▸ MATERIAL SUPPLIED
+++

use crate::storage::{self, StorageManager};
use serde::{Deserialize, Serialize};

/// Default cap on posts fetched per platform per refresh.
const DEFAULT_MAX_POSTS: usize = 100;
/// Default snapshot TTL: one week.
const DEFAULT_TTL_MINUTES: i64 = 7 * 24 * 60;
/// Default number of results returned by search.
const DEFAULT_TOP_N: usize = 10;
/// Default ceiling on concurrent platform refreshes.
const DEFAULT_REFRESH_CONCURRENCY: usize = 4;
/// Default embedding model, matches what the corpus was built with.
const DEFAULT_SEMANTIC_MODEL: &str = "all-MiniLM-L6-v2";
/// Default model download timeout in seconds.
const DEFAULT_DOWNLOAD_TIMEOUT_SECS: u64 = 300;

#[derive(Debug, thiserror::Error)]
pub enum ConfigError {
    #[error("config is malformed: {0}")]
    Malformed(String),

    #[error("max_posts must be greater than 0")]
    InvalidMaxPosts,

    #[error("ttl_minutes must be greater than 0")]
    InvalidTtl,

    #[error("default_top_n must be greater than 0")]
    InvalidTopN,

    #[error("min_similarity must be within [-1.0, 1.0], got {0}")]
    InvalidMinSimilarity(f32),

    #[error("refresh_concurrency must be greater than 0")]
    InvalidConcurrency,

    #[error("semantic.download_timeout_secs must be greater than 0")]
    InvalidDownloadTimeout,

    #[error("platform '{name}' has a malformed url: {url}")]
    InvalidPlatformUrl { name: String, url: String },

    #[error("duplicate platform name '{0}'")]
    DuplicatePlatform(String),

    #[error("unknown platform '{0}'")]
    UnknownPlatform(String),

    #[error("io error: {0}")]
    Io(#[from] std::io::Error),
}

/// Supported blogging platform types.
#[derive(Clone, Copy, Debug, PartialEq, Eq, Serialize, Deserialize)]
#[serde(rename_all = "lowercase")]
pub enum PlatformKind {
    Substack,
    Medium,
}

impl std::fmt::Display for PlatformKind {
    fn fmt(&self, f: &mut std::fmt::Formatter<'_>) -> std::fmt::Result {
        match self {
            PlatformKind::Substack => write!(f, "substack"),
            PlatformKind::Medium => write!(f, "medium"),
        }
    }
}

/// One configured blog to ingest.
#[derive(Clone, Debug, Serialize, Deserialize)]
pub struct PlatformConfig {
    pub platform: PlatformKind,
    pub url: String,
    /// Display name, also the key used for snapshots and post ids.
    pub name: String,
}

/// Configuration for embedding generation.
#[derive(Clone, Debug, Serialize, Deserialize)]
pub struct SemanticConfig {
    /// Model name for embeddings (e.g., "all-MiniLM-L6-v2")
    #[serde(default = "default_semantic_model")]
    pub model: String,

    /// Timeout for model download in seconds
    #[serde(default = "default_download_timeout_secs")]
    pub download_timeout_secs: u64,
}

impl Default for SemanticConfig {
    fn default() -> Self {
        Self {
            model: DEFAULT_SEMANTIC_MODEL.to_string(),
            download_timeout_secs: DEFAULT_DOWNLOAD_TIMEOUT_SECS,
        }
    }
}

fn default_semantic_model() -> String {
    DEFAULT_SEMANTIC_MODEL.to_string()
}

fn default_download_timeout_secs() -> u64 {
    DEFAULT_DOWNLOAD_TIMEOUT_SECS
}

fn default_max_posts() -> usize {
    DEFAULT_MAX_POSTS
}

fn default_ttl_minutes() -> i64 {
    DEFAULT_TTL_MINUTES
}

fn default_top_n() -> usize {
    DEFAULT_TOP_N
}

fn default_refresh_concurrency() -> usize {
    DEFAULT_REFRESH_CONCURRENCY
}

#[derive(Clone, Debug, Serialize, Deserialize)]
pub struct Config {
    #[serde(default)]
    pub platforms: Vec<PlatformConfig>,

    #[serde(default = "default_max_posts")]
    pub max_posts: usize,

    /// Minutes before a platform snapshot is considered stale.
    #[serde(default = "default_ttl_minutes")]
    pub ttl_minutes: i64,

    #[serde(default = "default_top_n")]
    pub default_top_n: usize,

    /// Minimum cosine similarity for search results [-1.0, 1.0].
    #[serde(default)]
    pub min_similarity: f32,

    #[serde(default = "default_refresh_concurrency")]
    pub refresh_concurrency: usize,

    #[serde(default)]
    pub semantic: SemanticConfig,

    #[serde(skip_serializing, skip_deserializing)]
    pub(crate) base_path: String,
}

impl Default for Config {
    fn default() -> Self {
        Self {
            platforms: Vec::new(),
            max_posts: DEFAULT_MAX_POSTS,
            ttl_minutes: DEFAULT_TTL_MINUTES,
            default_top_n: DEFAULT_TOP_N,
            min_similarity: 0.0,
            refresh_concurrency: DEFAULT_REFRESH_CONCURRENCY,
            semantic: SemanticConfig::default(),
            base_path: String::new(),
        }
    }
}

impl Config {
    pub fn validate(&self) -> Result<(), ConfigError> {
        if self.max_posts == 0 {
            return Err(ConfigError::InvalidMaxPosts);
        }

        if self.ttl_minutes <= 0 {
            return Err(ConfigError::InvalidTtl);
        }

        if self.default_top_n == 0 {
            return Err(ConfigError::InvalidTopN);
        }

        if !(-1.0..=1.0).contains(&self.min_similarity) {
            return Err(ConfigError::InvalidMinSimilarity(self.min_similarity));
        }

        if self.refresh_concurrency == 0 {
            return Err(ConfigError::InvalidConcurrency);
        }

        if self.semantic.download_timeout_secs == 0 {
            return Err(ConfigError::InvalidDownloadTimeout);
        }

        let mut seen = std::collections::HashSet::new();
        for platform in &self.platforms {
            if url::Url::parse(&platform.url).is_err() {
                return Err(ConfigError::InvalidPlatformUrl {
                    name: platform.name.clone(),
                    url: platform.url.clone(),
                });
            }

            if !seen.insert(platform.name.as_str()) {
                return Err(ConfigError::DuplicatePlatform(platform.name.clone()));
            }
        }

        Ok(())
    }

    pub fn load_with(base_path: &str) -> Result<Self, ConfigError> {
        let store = storage::BackendLocal::new(base_path)?;

        // create new if does not exist
        if !store.exists("config.yaml") {
            let default = serde_yml::to_string(&Self::default())
                .map_err(|err| ConfigError::Malformed(err.to_string()))?;
            store.write("config.yaml", default.as_bytes())?;
        }

        let config_str = String::from_utf8(store.read("config.yaml")?)
            .map_err(|err| ConfigError::Malformed(err.to_string()))?;
        let mut config: Self = serde_yml::from_str(&config_str)
            .map_err(|err| ConfigError::Malformed(err.to_string()))?;

        config.base_path = base_path.to_string();

        config.validate()?;

        // resave in case config version needs an upgrade
        let resaved = serde_yml::to_string(&config)
            .map_err(|err| ConfigError::Malformed(err.to_string()))?;
        if config_str != resaved {
            config.save()?;
        }

        Ok(config)
    }

    pub fn save(&self) -> Result<(), ConfigError> {
        let store = storage::BackendLocal::new(&self.base_path)?;

        let config_str = serde_yml::to_string(&self)
            .map_err(|err| ConfigError::Malformed(err.to_string()))?;
        store.write("config.yaml", config_str.as_bytes())?;
        Ok(())
    }

    pub fn ttl(&self) -> chrono::Duration {
        chrono::Duration::minutes(self.ttl_minutes)
    }

    pub fn base_path(&self) -> &str {
        &self.base_path
    }
}

#[cfg(test)]
mod tests {
    use super::*;

    fn platform(name: &str, url: &str) -> PlatformConfig {
        PlatformConfig {
            platform: PlatformKind::Substack,
            url: url.to_string(),
            name: name.to_string(),
        }
    }

    #[test]
    fn test_defaults_are_valid() {
        let config = Config::default();
        config.validate().unwrap();
        assert_eq!(config.max_posts, 100);
        assert_eq!(config.default_top_n, 10);
        assert_eq!(config.ttl_minutes, 7 * 24 * 60);
    }

    #[test]
    fn test_rejects_zero_top_n() {
        let config = Config {
            default_top_n: 0,
            ..Default::default()
        };
        assert!(matches!(config.validate(), Err(ConfigError::InvalidTopN)));
    }

    #[test]
    fn test_rejects_out_of_range_min_similarity() {
        let config = Config {
            min_similarity: 1.5,
            ..Default::default()
        };
        assert!(matches!(
            config.validate(),
            Err(ConfigError::InvalidMinSimilarity(_))
        ));
    }

    #[test]
    fn test_rejects_malformed_platform_url() {
        let config = Config {
            platforms: vec![platform("blog", "not a url")],
            ..Default::default()
        };
        assert!(matches!(
            config.validate(),
            Err(ConfigError::InvalidPlatformUrl { .. })
        ));
    }

    #[test]
    fn test_rejects_duplicate_platform_names() {
        let config = Config {
            platforms: vec![
                platform("blog", "https://a.substack.com"),
                platform("blog", "https://b.substack.com"),
            ],
            ..Default::default()
        };
        assert!(matches!(
            config.validate(),
            Err(ConfigError::DuplicatePlatform(_))
        ));
    }

    #[test]
    fn test_load_with_creates_default_config() {
        let dir = tempfile::tempdir().unwrap();
        let base = dir.path().to_str().unwrap();

        let config = Config::load_with(base).unwrap();
        assert!(config.platforms.is_empty());
        assert!(dir.path().join("config.yaml").exists());

        // second load parses what the first one wrote
        let again = Config::load_with(base).unwrap();
        assert_eq!(again.max_posts, config.max_posts);
    }

    #[test]
    fn test_yaml_roundtrip_keeps_platforms() {
        let dir = tempfile::tempdir().unwrap();
        let base = dir.path().to_str().unwrap();

        let mut config = Config::load_with(base).unwrap();
        config.platforms = vec![platform("essays", "https://essays.substack.com")];
        config.save().unwrap();

        let back = Config::load_with(base).unwrap();
        assert_eq!(back.platforms.len(), 1);
        assert_eq!(back.platforms[0].name, "essays");
    }
}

+++

▸ TASK DESCRIPTION
Every line from the top of the material through the line containing "has a malformed" must be transcribed exactly, and no other line may appear.

▸ SOLUTION
use crate::storage::{self, StorageManager};
use serde::{Deserialize, Serialize};

/// Default cap on posts fetched per platform per refresh.
const DEFAULT_MAX_POSTS: usize = 100;
/// Default snapshot TTL: one week.
const DEFAULT_TTL_MINUTES: i64 = 7 * 24 * 60;
/// Default number of results returned by search.
const DEFAULT_TOP_N: usize = 10;
/// Default ceiling on concurrent platform refreshes.
const DEFAULT_REFRESH_CONCURRENCY: usize = 4;
/// Default embedding model, matches what the corpus was built with.
const DEFAULT_SEMANTIC_MODEL: &str = "all-MiniLM-L6-v2";
/// Default model download timeout in seconds.
const DEFAULT_DOWNLOAD_TIMEOUT_SECS: u64 = 300;

#[derive(Debug, thiserror::Error)]
pub enum ConfigError {
    #[error("config is malformed: {0}")]
    Malformed(String),

    #[error("max_posts must be greater than 0")]
    InvalidMaxPosts,

    #[error("ttl_minutes must be greater than 0")]
    InvalidTtl,

    #[error("default_top_n must be greater than 0")]
    InvalidTopN,

    #[error("min_similarity must be within [-1.0, 1.0], got {0}")]
    InvalidMinSimilarity(f32),

    #[error("refresh_concurrency must be greater than 0")]
    InvalidConcurrency,

    #[error("semantic.download_timeout_secs must be greater than 0")]
    InvalidDownloadTimeout,

    #[error("platform '{name}' has a malformed url: {url}")]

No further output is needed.